A grande condicionante da decisão que será tomada é o modelo de negócios – e essa visão é cada vez mais generalizada dentro do grupo de trabalho. A voz dissonante é a do ministro Hélio Costa, que continua defendendo, com unhas e dentes, o padrão japonês. A ponto de ter contestado, segundo relato de participantes da reunião realizada na semana passada, de forma pouco elegante, informações que estavam sendo apresentadas pela comissária para Sociedade da Informação e Mídia da União Européia, Viviane Reding. Embuído de sua missão de defesa da posição dos radiodifusores, Costa também bateu forte na reunião com as teles fixas, na terça-feira, quando representante da Telemar defendeu o padrão europeu. O resultado do embate é que a discussão patinou e o encontro foi pouco produtivo. Consciente de que, desde que foi criado, pelo presidente da República, o comitê de ministros para tratar da TV digital, há outros jogadores poderosos em campo, Costa tenta garantir seu espaço. Um sinal de sua estratégia de assegurar terreno foi a sua recomendação à direção do CPqD, segundo relata um parlamentar, para que não apresentasse, a outras pessoas, os resultados, até então preliminares, do relatório sobre a avaliação dos padrões e dos desenvolvimentos feitos no país pelos consórcios de universidade e institutos de pesquisa. Nem a solicitação da ministra-chefe da Casa Civil foi atendida.

Dois eixos

Na avaliação do modelo de negócios, dois eixos estão sendo considerados: a convergência dos serviços no aparelho receptor e a convergência regulatória. “São dois eixos que se interpolam. Por onde começar? Só o debate vai nos permitir responder a essa questão e arbitrar”, diz a fonte, lembrando que os dois universos têm suas razões para defender seus modelos de negócio, e que a tarefa do governo é encontrar uma solução que equilibre esses dois eixos; e, em suma, trace uma política industrial e tecnológica para a economia digital, onde a TV digital é apenas um dos elementos.

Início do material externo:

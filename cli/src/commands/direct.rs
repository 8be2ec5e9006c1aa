//! `colab-tunnel direct`: reverse tunnel with the stock ssh client.

use anyhow::Result;

use crate::application::services::setup::setup_tunnel;
use crate::application::services::tunnel::DirectStrategy;
use crate::commands::{TunnelArgs, render_outcome};
use crate::infra::{EmbeddedAssets, HostFs, TokioCommandRunner};
use crate::output::{OutputContext, TerminalReporter};

/// Run `colab-tunnel direct <folder>`.
///
/// # Errors
///
/// Returns an error if any setup step fails.
pub async fn run(ctx: &OutputContext, args: &TunnelArgs) -> Result<()> {
    let layout = args.host.layout();
    let runner = TokioCommandRunner;
    let reporter = TerminalReporter::new(ctx);
    let strategy = DirectStrategy::new(&runner);

    let outcome = setup_tunnel(
        &strategy,
        &runner,
        &HostFs,
        &EmbeddedAssets,
        &reporter,
        args.setup_options(&layout),
    )
    .await?;

    render_outcome(ctx, &outcome);
    Ok(())
}
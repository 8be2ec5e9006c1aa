//! Release infrastructure: implements `ReleaseSource` over HTTP.

use std::io::Read;

use anyhow::{Context, Result};

use crate::application::ports::ReleaseSource;
use crate::domain::release::{DEFAULT_RELEASES_URL, Release};

/// Largest archive accepted from the download endpoint.
const MAX_ARCHIVE_BYTES: u64 = 100 * 1024 * 1024;

/// Reads relay releases from a GitHub-style `releases/latest` endpoint.
pub struct GithubReleaseSource {
    url: String,
}

impl GithubReleaseSource {
    #[must_use]
    pub fn new(url: impl Into<String>) -> Self {
        Self { url: url.into() }
    }
}

impl Default for GithubReleaseSource {
    fn default() -> Self {
        Self::new(DEFAULT_RELEASES_URL)
    }
}

impl ReleaseSource for GithubReleaseSource {
    fn latest(&self) -> Result<Release> {
        tracing::debug!(url = %self.url, "fetching release metadata");
        let body = ureq::get(&self.url)
            .set("Accept", "application/vnd.github+json")
            .call()
            .with_context(|| format!("failed to query {}", self.url))?
            .into_string()
            .context("failed to read release metadata")?;
        parse_release(&body)
    }

    fn download(&self, url: &str) -> Result<Vec<u8>> {
        tracing::debug!(url, "downloading release asset");
        let response = ureq::get(url)
            .call()
            .with_context(|| format!("failed to download {url}"))?;

        let mut data = Vec::new();
        response
            .into_reader()
            .take(MAX_ARCHIVE_BYTES)
            .read_to_end(&mut data)
            .context("failed to read release asset")?;
        Ok(data)
    }
}

pub(crate) fn parse_release(body: &str) -> Result<Release> {
    serde_json::from_str(body).context("invalid release metadata")
}
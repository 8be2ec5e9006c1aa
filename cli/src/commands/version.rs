//! Version command

/// Run the version command.
pub fn run() {
    println!("colab-tunnel {}", env!("CARGO_PKG_VERSION"));
}
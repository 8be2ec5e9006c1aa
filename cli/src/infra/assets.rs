//! Embedded assets: the templates compiled into the binary.
//!
//! At compile time, `include_dir!` embeds everything under `assets/`:
//!   - `sshd_config`: replaces the host's SSH daemon configuration
//!   - `env_exports`: appended to the shell startup file
//!   - `frpc.ini`:    relay client config for releases that ship none

use anyhow::Result;
use include_dir::{Dir, include_dir};

use crate::application::ports::AssetSource;

static EMBEDDED_ASSETS: Dir<'_> = include_dir!("$CARGO_MANIFEST_DIR/assets");

/// Production `AssetSource` backed by the embedded templates.
#[derive(Debug, Default, Clone, Copy)]
pub struct EmbeddedAssets;

impl AssetSource for EmbeddedAssets {
    fn get_asset(&self, name: &str) -> Result<&'static [u8]> {
        get_asset(name)
    }
}

/// Return the raw bytes of a single embedded asset.
///
/// # Errors
///
/// Returns an error if no asset with the given `name` exists.
pub fn get_asset(name: &str) -> Result<&'static [u8]> {
    EMBEDDED_ASSETS
        .get_file(name)
        .map(|f| f.contents())
        .ok_or_else(|| anyhow::anyhow!("embedded asset not found: {name}"))
}
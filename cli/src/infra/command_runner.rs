//! Infrastructure implementation of the `CommandRunner` port.
//!
//! `TokioCommandRunner` is the production implementation that uses tokio
//! for async process execution.

use std::process::{ExitStatus, Output, Stdio};

use anyhow::{Context, Result};

use crate::application::ports::CommandRunner;

/// Production `CommandRunner`: spawns real processes with tokio.
///
/// No timeouts: package installs and the attached relay client legitimately
/// run for minutes or for the lifetime of the tunnel.
#[derive(Debug, Default, Clone, Copy)]
pub struct TokioCommandRunner;

impl CommandRunner for TokioCommandRunner {
    async fn run(&self, program: &str, args: &[&str]) -> Result<Output> {
        tracing::debug!(program, ?args, "running");
        tokio::process::Command::new(program)
            .args(args)
            .stdout(Stdio::piped())
            .stderr(Stdio::piped())
            .kill_on_drop(true)
            .output()
            .await
            .with_context(|| format!("failed to spawn {program}"))
    }

    async fn run_status(&self, program: &str, args: &[&str]) -> Result<ExitStatus> {
        tracing::debug!(program, ?args, "running attached");
        let mut child = tokio::process::Command::new(program)
            .args(args)
            .kill_on_drop(true)
            .spawn()
            .with_context(|| format!("failed to spawn {program}"))?;

        let status = child
            .wait()
            .await
            .with_context(|| format!("waiting for {program}"))?;
        tracing::debug!(program, ?status, "exited");
        Ok(status)
    }
}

O debate envolve, também, três dimensões. A tecnológica, que é a necessidade de manter a geração de conhecimento tecnológico no país, iniciada com a criação dos 22 consórcios que ontem se reuniram, em Brasília, com o comitê de ministros. A industrial, que é criar uma base de produção no país, de setop boxes e televisores digitais, para competir no mercado externo. E a formação de pessoal qualificado, para fomentar, também com vistas à exportação, a produção de software e de conteúdo, que é onde o país pode incorporar maior valor agregado.